→ **WORK TASK**:
Needed from the entries below: every line that holds the word "QualityRanker".

● ● ● ● ● ● ●

use std::cmp::Ordering;
use std::fmt::Display;

use clap::ValueEnum;

use crate::manifest::ManifestVariant;

pub const HEIGHT_BUCKETS: [u32; 7] = [2160, 1080, 720, 480, 360, 240, 144];
const MID_FIRST_ORDER: [u32; 4] = [720, 480, 360, 1080];

const ORIGINAL: &str = "Original";
const UNKNOWN: &str = "Unknown";
const ORIGINAL_RANK: u32 = u32::MAX;
const UNKNOWN_RANK: u32 = 0;

const URI_MARKERS: [(&str, u32); 4] = [("_o", ORIGINAL_RANK), ("_h", 720), ("_n", 480), ("_l", 360)];
const URI_NUMERALS: [u32; 4] = [1080, 720, 480, 360];

/// Display label of a rendition.
///
/// The rank only orders labels: two labels are equal when their quality text
/// and prefix are.
#[derive(Debug, Clone)]
pub struct QualityLabel {
    quality: String,
    rank: u32,
    prefix: Option<String>,
}

impl QualityLabel {
    pub fn original() -> Self {
        Self {
            quality: ORIGINAL.to_string(),
            rank: ORIGINAL_RANK,
            prefix: None,
        }
    }

    pub fn unknown() -> Self {
        Self {
            quality: UNKNOWN.to_string(),
            rank: UNKNOWN_RANK,
            prefix: None,
        }
    }

    pub fn from_height(height: u32) -> Self {
        Self {
            quality: format!("{height}p"),
            rank: height,
            prefix: None,
        }
    }

    pub fn with_prefix(mut self, prefix: &str) -> Self {
        let prefix = prefix.trim();
        self.prefix = (!prefix.is_empty()).then(|| prefix.to_string());
        self
    }

    pub fn quality(&self) -> &str {
        &self.quality
    }

    pub fn rank(&self) -> u32 {
        self.rank
    }

    pub fn prefix(&self) -> Option<&str> {
        self.prefix.as_deref()
    }

    pub fn is_unknown(&self) -> bool {
        self.rank == UNKNOWN_RANK
    }
}

impl PartialEq for QualityLabel {
    fn eq(&self, other: &Self) -> bool {
        self.quality == other.quality && self.prefix == other.prefix
    }
}

impl Eq for QualityLabel {}

impl Display for QualityLabel {
    fn fmt(&self, f: &mut std::fmt::Formatter<'_>) -> std::fmt::Result {
        match &self.prefix {
            Some(prefix) => write!(f, "{} - {}", prefix, self.quality),
            None => write!(f, "{}", self.quality),
        }
    }
}

/// Labels a variant by its resolution, falling back to markers in its URI.
pub fn label(variant: &ManifestVariant) -> QualityLabel {
    match variant.resolution {
        Some(resolution) => QualityLabel::from_height(nearest_bucket(resolution.height)),
        None => label_from_uri(&variant.raw_uri),
    }
}

// Buckets are sorted from high to low and min_by_key keeps the first minimum,
// so ties round up.
fn nearest_bucket(height: u32) -> u32 {
    HEIGHT_BUCKETS
        .into_iter()
        .min_by_key(|bucket| bucket.abs_diff(height))
        .unwrap_or(height)
}

/// Labels a URI by the first quality marker it contains: `_o` (original),
/// `_h` (720p), `_n` (480p) or `_l` (360p). Without a marker a bare `1080`,
/// `720`, `480` or `360` that does not touch other digits is used.
pub fn label_from_uri(uri: &str) -> QualityLabel {
    if let Some((_, rank)) = URI_MARKERS.into_iter().find(|(marker, _)| uri.contains(marker)) {
        return match rank {
            ORIGINAL_RANK => QualityLabel::original(),
            height => QualityLabel::from_height(height),
        };
    }

    for numeral in URI_NUMERALS {
        let numeral_text = numeral.to_string();
        let standalone = uri.match_indices(&numeral_text).any(|(start, _)| {
            let before = uri[..start].chars().next_back();
            let after = uri[start + numeral_text.len()..].chars().next();
            !before.is_some_and(|c| c.is_ascii_digit()) && !after.is_some_and(|c| c.is_ascii_digit())
        });

        if standalone {
            return QualityLabel::from_height(numeral);
        }
    }

    QualityLabel::unknown()
}

#[derive(Debug, Clone, Copy, Default, PartialEq, Eq, ValueEnum, enum_iterator::Sequence)]
pub enum RankingPolicy {
    /// Highest resolution first, original above everything
    #[default]
    Descending,
    /// 720p, 480p, 360p, 1080p, then everything else
    MidFirst,
}

impl RankingPolicy {
    fn compare(self, a: &QualityLabel, b: &QualityLabel) -> Ordering {
        match self {
            RankingPolicy::Descending => b.rank.cmp(&a.rank),
            RankingPolicy::MidFirst => {
                let position = |label: &QualityLabel| {
                    MID_FIRST_ORDER
                        .iter()
                        .position(|&height| label.rank == height)
                        .unwrap_or(MID_FIRST_ORDER.len())
                };

                position(a).cmp(&position(b))
            }
        }
    }
}

#[derive(Debug, Clone, Default)]
pub struct QualityRanker {
    policy: RankingPolicy,
    preference: Option<String>,
}

impl QualityRanker {
    pub fn new(policy: RankingPolicy) -> Self {
        Self {
            policy,
            preference: None,
        }
    }

    /// Labels whose quality contains `preference` (ignoring case) are ranked
    /// first. Blank preferences are ignored.
    pub fn with_preference(mut self, preference: Option<&str>) -> Self {
        self.preference = preference
            .map(str::trim)
            .filter(|preference| !preference.is_empty())
            .map(str::to_ascii_lowercase);
        self
    }

    pub fn policy(&self) -> RankingPolicy {
        self.policy
    }

    pub fn preference(&self) -> Option<&str> {
        self.preference.as_deref()
    }

    fn is_preferred(&self, label: &QualityLabel) -> bool {
        self.preference
            .as_deref()
            .is_some_and(|preference| label.quality.to_ascii_lowercase().contains(preference))
    }

    /// Orders `a` before `b` when `a` should be played first.
    pub fn compare(&self, a: &QualityLabel, b: &QualityLabel) -> Ordering {
        self.is_preferred(b)
            .cmp(&self.is_preferred(a))
            .then_with(|| self.policy.compare(a, b))
    }

    pub fn compare_variants(&self, a: &ManifestVariant, b: &ManifestVariant) -> Ordering {
        self.compare(&label(a), &label(b))
    }

    /// Stable sort, equally ranked items keep their order.
    pub fn sort_by_label<T, F>(&self, items: &mut [T], key: F)
    where
        F: Fn(&T) -> &QualityLabel,
    {
        items.sort_by(|a, b| self.compare(key(a), key(b)));
    }
}

#[cfg(test)]
mod tests {
    use super::*;
    use crate::manifest::Resolution;

    fn variant(height: Option<u32>, raw_uri: &str) -> ManifestVariant {
        ManifestVariant {
            sequence_index: 0,
            bandwidth: None,
            resolution: height.map(|height| Resolution {
                width: height * 16 / 9,
                height,
            }),
            raw_uri: raw_uri.to_string(),
            resolved_url: format!("https://host.example/{raw_uri}"),
        }
    }

    fn qualities(labels: &[QualityLabel]) -> Vec<&str> {
        labels.iter().map(QualityLabel::quality).collect()
    }

    #[test]
    fn test_label_from_resolution() {
        assert_eq!(label(&variant(Some(1080), "a.m3u8")).quality(), "1080p");
        assert_eq!(label(&variant(Some(1088), "a.m3u8")).quality(), "1080p");
        assert_eq!(label(&variant(Some(800), "a.m3u8")).quality(), "720p");
        assert_eq!(label(&variant(Some(2000), "a.m3u8")).quality(), "2160p");
        assert_eq!(label(&variant(Some(100), "a.m3u8")).quality(), "144p");
        // halfway between 720 and 480
        assert_eq!(label(&variant(Some(600), "a.m3u8")).quality(), "720p");
        // resolution wins over markers
        assert_eq!(label(&variant(Some(360), "video_o.m3u8")).quality(), "360p");
    }

    #[test]
    fn test_label_from_uri_markers() {
        assert_eq!(label_from_uri("https://cdn.example/x/video_o.m3u8"), QualityLabel::original());
        assert_eq!(label_from_uri("video_h.m3u8").quality(), "720p");
        assert_eq!(label_from_uri("video_n/index.m3u8").quality(), "480p");
        assert_eq!(label_from_uri("video_l").quality(), "360p");
        assert_eq!(label(&variant(None, "stream_h.m3u8")).quality(), "720p");
        assert_eq!(label_from_uri("https://host.example/plain.m3u8"), QualityLabel::unknown());
    }

    #[test]
    fn test_marker_inside_word() {
        assert_eq!(label_from_uri("https://cdn.example/video_hd.mp4").quality(), "720p");
        assert_eq!(label_from_uri("https://cdn.example/index_hls.m3u8").quality(), "720p");
        assert_eq!(label_from_uri("https://cdn.example/abc_o1.m3u8"), QualityLabel::original());
        assert_eq!(label_from_uri("https://host.example/some_name.m3u8").quality(), "480p");
        assert_eq!(label_from_uri("https://host.example/index.m3u8?q=video_h").quality(), "720p");
        // _o is checked before _h
        assert_eq!(label_from_uri("https://cdn.example/clip_h_o.mp4"), QualityLabel::original());
        // markers win over numerals
        assert_eq!(label_from_uri("https://cdn.example/1080/clip_l.mp4").quality(), "360p");
    }

    #[test]
    fn test_label_from_uri_numerals() {
        assert_eq!(label_from_uri("https://host.example/720/index.m3u8").quality(), "720p");
        assert_eq!(label_from_uri("https://host.example/movie.1080p.mp4").quality(), "1080p");
        assert_eq!(label_from_uri("https://host.example/480.mp4").quality(), "480p");
        assert_eq!(label_from_uri("https://host.example/v/17201.mp4"), QualityLabel::unknown());
        assert_eq!(label_from_uri("https://host.example/v/3600.mp4"), QualityLabel::unknown());
    }

    #[test]
    fn test_label_equality_and_display() {
        let label = QualityLabel::from_height(720);
        assert_eq!(label.rank(), 720);
        assert_eq!(label.to_string(), "720p");

        let prefixed = label.clone().with_prefix("RubyVid");
        assert_eq!(prefixed.to_string(), "RubyVid - 720p");
        assert_eq!(prefixed.prefix(), Some("RubyVid"));
        assert_ne!(prefixed, label);
        assert_eq!(label.clone().with_prefix("  "), label);

        let same_text = QualityLabel {
            quality: "720p".to_string(),
            rank: 1,
            prefix: None,
        };
        assert_eq!(same_text, label);
        assert!(QualityLabel::unknown().is_unknown());
    }

    #[test]
    fn test_descending_order() {
        let ranker = QualityRanker::default();
        let mut labels = vec![
            QualityLabel::unknown(),
            QualityLabel::from_height(720),
            QualityLabel::original(),
            QualityLabel::from_height(1080),
            QualityLabel::from_height(480),
            QualityLabel::from_height(2160),
        ];
        ranker.sort_by_label(&mut labels, |label| label);

        assert_eq!(
            qualities(&labels),
            ["Original", "2160p", "1080p", "720p", "480p", "Unknown"]
        );
    }

    #[test]
    fn test_preference_comes_first() {
        let input = vec![
            QualityLabel::from_height(1080),
            QualityLabel::from_height(720),
            QualityLabel::from_height(480),
            QualityLabel::unknown(),
        ];

        let mut labels = input.clone();
        QualityRanker::new(RankingPolicy::Descending).sort_by_label(&mut labels, |label| label);
        assert_eq!(qualities(&labels), ["1080p", "720p", "480p", "Unknown"]);

        let mut labels = input.clone();
        QualityRanker::new(RankingPolicy::Descending)
            .with_preference(Some("480"))
            .sort_by_label(&mut labels, |label| label);
        assert_eq!(qualities(&labels), ["480p", "1080p", "720p", "Unknown"]);

        let mut labels = input;
        QualityRanker::new(RankingPolicy::Descending)
            .with_preference(Some("UNKNOWN"))
            .sort_by_label(&mut labels, |label| label);
        assert_eq!(qualities(&labels), ["Unknown", "1080p", "720p", "480p"]);
    }

    #[test]
    fn test_preference_ignores_prefix_and_blank() {
        let ranker = QualityRanker::default().with_preference(Some("720"));
        let a = QualityLabel::from_height(1080).with_prefix("720 mirror");
        let b = QualityLabel::from_height(720);
        assert_eq!(ranker.compare(&a, &b), Ordering::Greater);

        let ranker = QualityRanker::default().with_preference(Some("   "));
        assert_eq!(ranker.preference(), None);
        assert_eq!(ranker.compare(&a, &b), Ordering::Less);
    }

    #[test]
    fn test_mid_first_order() {
        let ranker = QualityRanker::new(RankingPolicy::MidFirst);
        let mut labels = vec![
            QualityLabel::original(),
            QualityLabel::from_height(1080),
            QualityLabel::from_height(360),
            QualityLabel::unknown(),
            QualityLabel::from_height(720),
            QualityLabel::from_height(480),
        ];
        ranker.sort_by_label(&mut labels, |label| label);

        assert_eq!(
            qualities(&labels),
            ["720p", "480p", "360p", "1080p", "Original", "Unknown"]
        );
    }

    #[test]
    fn test_sort_is_stable() {
        for policy in enum_iterator::all::<RankingPolicy>() {
            let ranker = QualityRanker::new(policy);
            let mut items = vec![
                ("first", QualityLabel::from_height(720).with_prefix("A")),
                ("second", QualityLabel::from_height(720).with_prefix("B")),
                ("third", QualityLabel::unknown()),
                ("fourth", QualityLabel::unknown()),
            ];
            ranker.sort_by_label(&mut items, |(_, label)| label);

            let names: Vec<_> = items.iter().map(|(name, _)| *name).collect();
            assert_eq!(names, ["first", "second", "third", "fourth"], "{policy:?}");
        }
    }

    #[test]
    fn test_compare_variants() {
        let ranker = QualityRanker::default();
        let high = variant(Some(1080), "hi.m3u8");
        let low = variant(None, "video_l.m3u8");

        assert_eq!(ranker.compare_variants(&high, &low), Ordering::Less);
        assert_eq!(ranker.compare_variants(&low, &high), Ordering::Greater);
        assert_eq!(ranker.compare_variants(&high, &high), Ordering::Equal);
    }
}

● ● ● ● ● ● ●

→ **WRITTEN RESPONSE**:
pub struct QualityRanker {
impl QualityRanker {
        let ranker = QualityRanker::default();
        QualityRanker::new(RankingPolicy::Descending).sort_by_label(&mut labels, |label| label);
        QualityRanker::new(RankingPolicy::Descending)
        QualityRanker::new(RankingPolicy::Descending)
        let ranker = QualityRanker::default().with_preference(Some("720"));
        let ranker = QualityRanker::default().with_preference(Some("   "));
        let ranker = QualityRanker::new(RankingPolicy::MidFirst);
            let ranker = QualityRanker::new(policy);
        let ranker = QualityRanker::default();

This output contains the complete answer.